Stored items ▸
****************

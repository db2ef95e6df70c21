//! # Sensors Library
//!
//! Obstacle detection with the ultrasonic rangers, the obstacle alarm, and line following with
//! the infrared line sensor array.

pub mod alarm;
pub mod debounce;
pub mod error;
pub mod leds;
pub mod lf_server;
pub mod line_follow;
pub mod line_sensor;
pub mod obstacle;
pub mod params;
pub mod ultrasonic;
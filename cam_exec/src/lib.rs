//! # Camera Library
//!
//! Captures JPEG frames and streams them to any number of HTTP clients as MJPEG.

pub mod params;
pub mod relay;
pub mod source;
pub mod stream;
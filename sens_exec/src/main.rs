//! # Sensors Executable
//!
//! Runs one of the sensor driven behaviours of the robot:
//! - `obstacle`: monitor the ultrasonic rangers and sound the alarm while an obstacle is close
//! - `line-follow`: serve line following commands and run the line follower
//!
//! The line sensor ADC shares GPIO pins with the right ranger, so only one mode runs at a time.

// ------------------------------------------------------------------------------------------------
// IMPORTS
// ------------------------------------------------------------------------------------------------

// External
use color_eyre::{eyre::WrapErr, Result};
use log::{debug, info};
use std::sync::{
    atomic::{AtomicBool, Ordering},
    Arc, Mutex,
};
use std::thread;
use std::time::Duration;
use structopt::StructOpt;

// Internal
use sens_lib::{
    alarm::Alarm,
    lf_server::LfServer,
    line_follow::{FollowLoop, LineFollower},
    obstacle::ObstacleMonitor,
    params::SensExecParams,
};
use util::{
    host,
    logger::{logger_init, LevelFilter},
    session::Session,
};

// ------------------------------------------------------------------------------------------------
// CONSTANTS
// ------------------------------------------------------------------------------------------------

/// Period at which the obstacle mode checks for shutdown and logs the ranges.
const OBSTACLE_MAIN_PERIOD: Duration = Duration::from_millis(500);

// ------------------------------------------------------------------------------------------------
// ENUMS
// ------------------------------------------------------------------------------------------------

#[derive(Debug, StructOpt)]
#[structopt(name = "sens_exec", about = "Sensor driven behaviours")]
enum Mode {
    /// Obstacle detection with the audible alarm.
    #[structopt(name = "obstacle")]
    Obstacle,

    /// Line following, controlled over TCP.
    #[structopt(name = "line-follow")]
    LineFollow,
}

// ------------------------------------------------------------------------------------------------
// MAIN
// ------------------------------------------------------------------------------------------------

fn main() -> Result<()> {
    let mode = Mode::from_args();

    // ---- EARLY INITIALISATION ----

    let session = Session::new("sens_exec", "sessions").wrap_err("Failed to create the session")?;

    logger_init(LevelFilter::Trace, &session).wrap_err("Failed to initialise logging")?;

    info!("Sensors Executable\n");
    info!(
        "Running on: {:#?}",
        host::get_uname().wrap_err("Failed to get host information")?
    );
    info!("Session directory: {:?}\n", session.session_root);
    info!("Mode: {:?}", mode);

    // ---- LOAD PARAMETERS ----

    let params: SensExecParams =
        util::params::load("sens_exec.toml").wrap_err("Failed to load parameters")?;

    info!("Parameters loaded");

    // ---- SHUTDOWN HANDLING ----

    let shutdown = Arc::new(AtomicBool::new(false));
    {
        let shutdown = shutdown.clone();
        ctrlc::set_handler(move || {
            info!("Shutdown requested");
            shutdown.store(true, Ordering::Relaxed);
        })
        .wrap_err("Failed to set the shutdown handler")?;
    }

    let res = match mode {
        Mode::Obstacle => run_obstacle(&params, &shutdown),
        Mode::LineFollow => run_line_follow(&params, shutdown),
    };

    info!("End of execution");

    res
}

// ------------------------------------------------------------------------------------------------
// FUNCTIONS
// ------------------------------------------------------------------------------------------------

fn run_obstacle(params: &SensExecParams, shutdown: &AtomicBool) -> Result<()> {
    let (left, right, buzzer) =
        hw::init_obstacle(params).wrap_err("Failed to initialise the obstacle sensors")?;

    info!(
        "Alarm distance {} cm, beep {} ms / silence {} ms",
        params.obstacle.danger_cm, params.alarm.beep_ms, params.alarm.silence_ms
    );

    let monitor = ObstacleMonitor::start(left, right, &params.obstacle)
        .wrap_err("Failed to start the obstacle monitor")?;

    let view = monitor.view();
    let alarm = Alarm::start(buzzer, move || view.obstacle_detected(), &params.alarm)
        .wrap_err("Failed to start the alarm")?;

    info!("Initialisation complete, monitoring obstacles");

    while !shutdown.load(Ordering::Relaxed) {
        thread::sleep(OBSTACLE_MAIN_PERIOD);

        if let Some(s) = monitor.status() {
            debug!(
                "Left {:6.1} cm | Right {:6.1} cm | {}",
                s.left_cm,
                s.right_cm,
                if s.safe_to_move { "clear" } else { "OBSTACLE" }
            );
        }
    }

    alarm.stop();
    monitor.stop();

    Ok(())
}

fn run_line_follow(params: &SensExecParams, shutdown: Arc<AtomicBool>) -> Result<()> {
    let (motors, sensor, leds) =
        hw::init_line_follow(params).wrap_err("Failed to initialise the line follow equipment")?;

    let follower = LineFollower::new(
        motors,
        sensor,
        leds,
        &params.line_sensor,
        &params.line_follow,
    )
    .wrap_err("Failed to initialise the line follower")?;
    let follower = Arc::new(Mutex::new(follower));

    let follow_loop = FollowLoop::start(follower.clone(), &params.line_follow)
        .wrap_err("Failed to start the line follow loop")?;

    let mut server = LfServer::new(&params.net, follower, shutdown)
        .wrap_err("Failed to initialise the line follow server")?;

    info!("Initialisation complete, entering main loop");

    let res = server.run().wrap_err("Line follow server failed");

    follow_loop.stop();

    res
}

// ------------------------------------------------------------------------------------------------
// HARDWARE SELECTION
// ------------------------------------------------------------------------------------------------

/// Real sensors and actuators on the robot.
#[cfg(feature = "hw")]
mod hw {
    use color_eyre::{eyre::WrapErr, Result};
    use log::warn;
    use mech_lib::motor_ctrl::gpio::GpioMotorDriver;
    use rppal::gpio::Gpio;
    use sens_lib::{
        alarm::gpio::GpioBuzzer, leds::SimLeds, line_sensor::tlc1543::Tlc1543,
        params::SensExecParams, ultrasonic::hcsr04::HcSr04,
    };
    use std::time::Duration;

    pub fn init_obstacle(params: &SensExecParams) -> Result<(HcSr04, HcSr04, GpioBuzzer)> {
        let gpio = Gpio::new().wrap_err("Could not open the GPIO peripheral")?;
        let p = &params.obstacle;
        let timeout = Duration::from_millis(p.echo_timeout_ms);

        let left = HcSr04::new(&gpio, p.left_pins[0], p.left_pins[1], timeout)?;
        let right = HcSr04::new(&gpio, p.right_pins[0], p.right_pins[1], timeout)?;
        let buzzer = GpioBuzzer::new(&gpio, params.alarm.buzzer_pin, params.alarm.tone_hz)?;

        Ok((left, right, buzzer))
    }

    pub fn init_line_follow(
        params: &SensExecParams,
    ) -> Result<(GpioMotorDriver, Tlc1543, SimLeds)> {
        let gpio = Gpio::new().wrap_err("Could not open the GPIO peripheral")?;

        let motors = GpioMotorDriver::new(&params.drive)?;
        let sensor = Tlc1543::new(&gpio, &params.line_sensor)?;

        warn!("No LED strip driver, status LEDs are logged only");

        Ok((motors, sensor, SimLeds::new(params.num_leds)))
    }
}

/// Simulated sensors and actuators.
#[cfg(not(feature = "hw"))]
mod hw {
    use color_eyre::Result;
    use log::warn;
    use mech_lib::motor_ctrl::SimMotorDriver;
    use sens_lib::{
        alarm::SimBuzzer,
        leds::SimLeds,
        line_sensor::SimLineSensor,
        params::SensExecParams,
        ultrasonic::SimDistanceSensor,
    };

    pub fn init_obstacle(
        params: &SensExecParams,
    ) -> Result<(SimDistanceSensor, SimDistanceSensor, SimBuzzer)> {
        warn!("Built without the `hw` feature, using simulated rangers");

        let max = params.obstacle.max_range_cm;
        Ok((
            SimDistanceSensor::new(max),
            SimDistanceSensor::new(max),
            SimBuzzer::new(),
        ))
    }

    pub fn init_line_follow(
        params: &SensExecParams,
    ) -> Result<(SimMotorDriver, SimLineSensor, SimLeds)> {
        warn!("Built without the `hw` feature, using a simulated line sensor and motors");

        Ok((
            SimMotorDriver::new(),
            SimLineSensor::new(vec![0; params.line_sensor.num_channels]),
            SimLeds::new(params.num_leds),
        ))
    }
}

****************

THE PROBLEM ▸ Only exact copies of the lines from the one containing "strip driver, status" to the end of the records belong in the answer.

RESULT BELOW ▸
        warn!("No LED strip driver, status LEDs are logged only");

        Ok((motors, sensor, SimLeds::new(params.num_leds)))
    }
}

/// Simulated sensors and actuators.
#[cfg(not(feature = "hw"))]
mod hw {
    use color_eyre::Result;
    use log::warn;
    use mech_lib::motor_ctrl::SimMotorDriver;
    use sens_lib::{
        alarm::SimBuzzer,
        leds::SimLeds,
        line_sensor::SimLineSensor,
        params::SensExecParams,
        ultrasonic::SimDistanceSensor,
    };

    pub fn init_obstacle(
        params: &SensExecParams,
    ) -> Result<(SimDistanceSensor, SimDistanceSensor, SimBuzzer)> {
        warn!("Built without the `hw` feature, using simulated rangers");

        let max = params.obstacle.max_range_cm;
        Ok((
            SimDistanceSensor::new(max),
            SimDistanceSensor::new(max),
            SimBuzzer::new(),
        ))
    }

    pub fn init_line_follow(
        params: &SensExecParams,
    ) -> Result<(SimMotorDriver, SimLineSensor, SimLeds)> {
        warn!("Built without the `hw` feature, using a simulated line sensor and motors");

        Ok((
            SimMotorDriver::new(),
            SimLineSensor::new(vec![0; params.line_sensor.num_channels]),
            SimLeds::new(params.num_leds),
        ))
    }
}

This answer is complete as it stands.